_Saved entries_

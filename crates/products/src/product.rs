use core::str::FromStr;

use chrono::{DateTime, Utc};
use serde::{Deserialize, Serialize};

use menuiserie_core::{CategoryId, DomainError, Entity, ProductId};

use crate::dimensions::{DimensionRanges, compute_ranges};

/// Icon shown for a category when the store has none.
pub const DEFAULT_CATEGORY_ICON: &str = "package";

/// Product family. The set is closed: every catalog product is one of these.
///
/// Serialized with the stored tags (`fenetre`, `porte`, `portail`, `volet`);
/// the English names are accepted on input as well.
#[derive(Debug, Clone, Copy, PartialEq, Eq, Hash, Serialize, Deserialize)]
pub enum ProductType {
    #[serde(rename = "fenetre", alias = "window")]
    Window,
    #[serde(rename = "porte", alias = "door")]
    Door,
    #[serde(rename = "portail", alias = "gate")]
    Gate,
    #[serde(rename = "volet", alias = "shutter")]
    Shutter,
}

impl ProductType {
    pub const ALL: [ProductType; 4] = [
        ProductType::Window,
        ProductType::Door,
        ProductType::Gate,
        ProductType::Shutter,
    ];

    /// Tag stored in the `products.type` column.
    pub fn tag(self) -> &'static str {
        match self {
            ProductType::Window => "fenetre",
            ProductType::Door => "porte",
            ProductType::Gate => "portail",
            ProductType::Shutter => "volet",
        }
    }

    /// Lookup by stored tag or English name.
    pub fn from_tag(tag: &str) -> Option<Self> {
        match tag.trim().to_ascii_lowercase().as_str() {
            "fenetre" | "window" => Some(ProductType::Window),
            "porte" | "door" => Some(ProductType::Door),
            "portail" | "gate" => Some(ProductType::Gate),
            "volet" | "shutter" => Some(ProductType::Shutter),
            _ => None,
        }
    }

    /// Like [`ProductType::from_tag`] but an unknown tag maps to `Window`, whose
    /// baseline is the most permissive for everyday joinery.
    pub fn from_tag_or_window(tag: &str) -> Self {
        Self::from_tag(tag).unwrap_or_else(|| {
            tracing::warn!(tag, "unknown product type; using window dimension baseline");
            ProductType::Window
        })
    }
}

impl core::fmt::Display for ProductType {
    fn fmt(&self, f: &mut core::fmt::Formatter<'_>) -> core::fmt::Result {
        let label = match self {
            ProductType::Window => "window",
            ProductType::Door => "door",
            ProductType::Gate => "gate",
            ProductType::Shutter => "shutter",
        };
        f.write_str(label)
    }
}

impl FromStr for ProductType {
    type Err = DomainError;

    fn from_str(s: &str) -> Result<Self, Self::Err> {
        Self::from_tag(s).ok_or_else(|| DomainError::validation(format!("unknown product type '{s}'")))
    }
}

/// What a product can be ordered in.
#[derive(Debug, Clone, Default, PartialEq, Eq, Serialize, Deserialize)]
#[serde(rename_all = "camelCase")]
pub struct Specifications {
    pub materials: Vec<String>,
    pub colors: Vec<String>,
    pub glazing_types: Option<Vec<String>>,
    pub opening_systems: Option<Vec<String>>,
}

/// The product's own dimension envelope, in millimetres.
#[derive(Debug, Clone, Copy, Default, PartialEq, Serialize, Deserialize)]
#[serde(rename_all = "camelCase")]
pub struct DefaultDimensions {
    pub width_min: f64,
    pub width_max: f64,
    pub height_min: f64,
    pub height_max: f64,
}

/// Catalog product (template). Never mutated by project configuration.
#[derive(Debug, Clone, PartialEq, Serialize, Deserialize)]
#[serde(rename_all = "camelCase")]
pub struct Product {
    pub id: ProductId,
    pub category_id: CategoryId,
    pub name: String,
    pub description: String,
    #[serde(rename = "type")]
    pub product_type: ProductType,
    /// Stored type tag that matched no known type. `product_type` is then the
    /// window fallback, and measurement messages name this tag instead.
    #[serde(default, skip_serializing_if = "Option::is_none")]
    pub unrecognized_type: Option<String>,
    pub specifications: Specifications,
    pub default_dimensions: DefaultDimensions,
    pub created_at: DateTime<Utc>,
    pub updated_at: DateTime<Utc>,
}

impl Product {
    /// Bounds enforced when this product is measured into a project.
    pub fn dimension_ranges(&self) -> DimensionRanges {
        compute_ranges(self.product_type, &self.default_dimensions)
    }

    /// Name of the product's type as shown to the user.
    pub fn type_label(&self) -> String {
        match &self.unrecognized_type {
            Some(tag) => tag.clone(),
            None => self.product_type.to_string(),
        }
    }
}

impl Entity for Product {
    type Id = ProductId;

    fn id(&self) -> &Self::Id {
        &self.id
    }
}

#[derive(Debug, Clone, PartialEq, Eq, Serialize, Deserialize)]
#[serde(rename_all = "camelCase")]
pub struct ProductCategory {
    pub id: CategoryId,
    pub name: String,
    pub description: String,
    pub icon: String,
}

impl Entity for ProductCategory {
    type Id = CategoryId;

    fn id(&self) -> &Self::Id {
        &self.id
    }
}

/// Payload for creating a category.
#[derive(Debug, Clone, PartialEq, Eq, Serialize, Deserialize)]
pub struct NewCategory {
    pub name: String,
    pub description: String,
}

/// Payload for creating a catalog product.
#[derive(Debug, Clone, PartialEq, Serialize, Deserialize)]
#[serde(rename_all = "camelCase")]
pub struct NewProduct {
    pub category_id: CategoryId,
    pub name: String,
    pub description: String,
    #[serde(rename = "type")]
    pub product_type: ProductType,
    #[serde(default)]
    pub specifications: Specifications,
    #[serde(default)]
    pub default_dimensions: DefaultDimensions,
}

/// Partial update of a catalog product. `None` leaves the field untouched.
#[derive(Debug, Clone, Default, PartialEq, Serialize, Deserialize)]
#[serde(rename_all = "camelCase")]
pub struct ProductPatch {
    pub category_id: Option<CategoryId>,
    pub name: Option<String>,
    pub description: Option<String>,
    #[serde(rename = "type")]
    pub product_type: Option<ProductType>,
    pub specifications: Option<Specifications>,
    pub default_dimensions: Option<DefaultDimensions>,
}

impl ProductPatch {
    pub fn is_empty(&self) -> bool {
        self.category_id.is_none()
            && self.name.is_none()
            && self.description.is_none()
            && self.product_type.is_none()
            && self.specifications.is_none()
            && self.default_dimensions.is_none()
    }
}

#[cfg(test)]
mod tests {
    use super::*;

    #[test]
    fn tags_and_english_names_both_parse() {
        for ty in ProductType::ALL {
            assert_eq!(ProductType::from_tag(ty.tag()), Some(ty));
            assert_eq!(ty.to_string().parse::<ProductType>().unwrap(), ty);
        }
        assert_eq!(ProductType::from_tag(" Porte "), Some(ProductType::Door));
    }

    #[test]
    fn unknown_tag_is_an_error_strictly_and_window_leniently() {
        assert!("veranda".parse::<ProductType>().is_err());
        assert_eq!(ProductType::from_tag_or_window("veranda"), ProductType::Window);
    }

    #[test]
    fn serde_writes_stored_tag_and_reads_aliases() {
        assert_eq!(serde_json::to_string(&ProductType::Gate).unwrap(), "\"portail\"");
        let ty: ProductType = serde_json::from_str("\"shutter\"").unwrap();
        assert_eq!(ty, ProductType::Shutter);
    }

    fn window(defaults: DefaultDimensions) -> Product {
        Product {
            id: ProductId::new(),
            category_id: CategoryId::new(),
            name: "Fenêtre PVC 2 vantaux".to_string(),
            description: String::new(),
            product_type: ProductType::Window,
            unrecognized_type: None,
            specifications: Specifications::default(),
            default_dimensions: defaults,
            created_at: DateTime::<Utc>::default(),
            updated_at: DateTime::<Utc>::default(),
        }
    }

    #[test]
    fn product_ranges_combine_type_baseline_and_defaults() {
        let product = window(DefaultDimensions {
            width_min: 500.0,
            width_max: 1800.0,
            height_min: 300.0,
            height_max: 2600.0,
        });

        let ranges = product.dimension_ranges();
        assert_eq!((ranges.width.min, ranges.width.max), (500.0, 1800.0));
        assert_eq!((ranges.height.min, ranges.height.max), (400.0, 2500.0));
    }

    #[test]
    fn type_label_prefers_the_unrecognized_tag() {
        let mut product = window(DefaultDimensions::default());
        assert_eq!(product.type_label(), "window");

        product.unrecognized_type = Some("veranda".to_string());
        assert_eq!(product.type_label(), "veranda");
        assert_eq!(product.product_type, ProductType::Window);
    }
}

_Work item_
Copy the lines above exactly, from the very first through the one containing "pub fn from_tag(tag: &str)", and include no other line.

_Response_
filename crates/products/src/product.rs
use core::str::FromStr;

use chrono::{DateTime, Utc};
use serde::{Deserialize, Serialize};

use menuiserie_core::{CategoryId, DomainError, Entity, ProductId};

use crate::dimensions::{DimensionRanges, compute_ranges};

/// Icon shown for a category when the store has none.
pub const DEFAULT_CATEGORY_ICON: &str = "package";

/// Product family. The set is closed: every catalog product is one of these.
///
/// Serialized with the stored tags (`fenetre`, `porte`, `portail`, `volet`);
/// the English names are accepted on input as well.
#[derive(Debug, Clone, Copy, PartialEq, Eq, Hash, Serialize, Deserialize)]
pub enum ProductType {
    #[serde(rename = "fenetre", alias = "window")]
    Window,
    #[serde(rename = "porte", alias = "door")]
    Door,
    #[serde(rename = "portail", alias = "gate")]
    Gate,
    #[serde(rename = "volet", alias = "shutter")]
    Shutter,
}

impl ProductType {
    pub const ALL: [ProductType; 4] = [
        ProductType::Window,
        ProductType::Door,
        ProductType::Gate,
        ProductType::Shutter,
    ];

    /// Tag stored in the `products.type` column.
    pub fn tag(self) -> &'static str {
        match self {
            ProductType::Window => "fenetre",
            ProductType::Door => "porte",
            ProductType::Gate => "portail",
            ProductType::Shutter => "volet",
        }
    }

    /// Lookup by stored tag or English name.
    pub fn from_tag(tag: &str) -> Option<Self> {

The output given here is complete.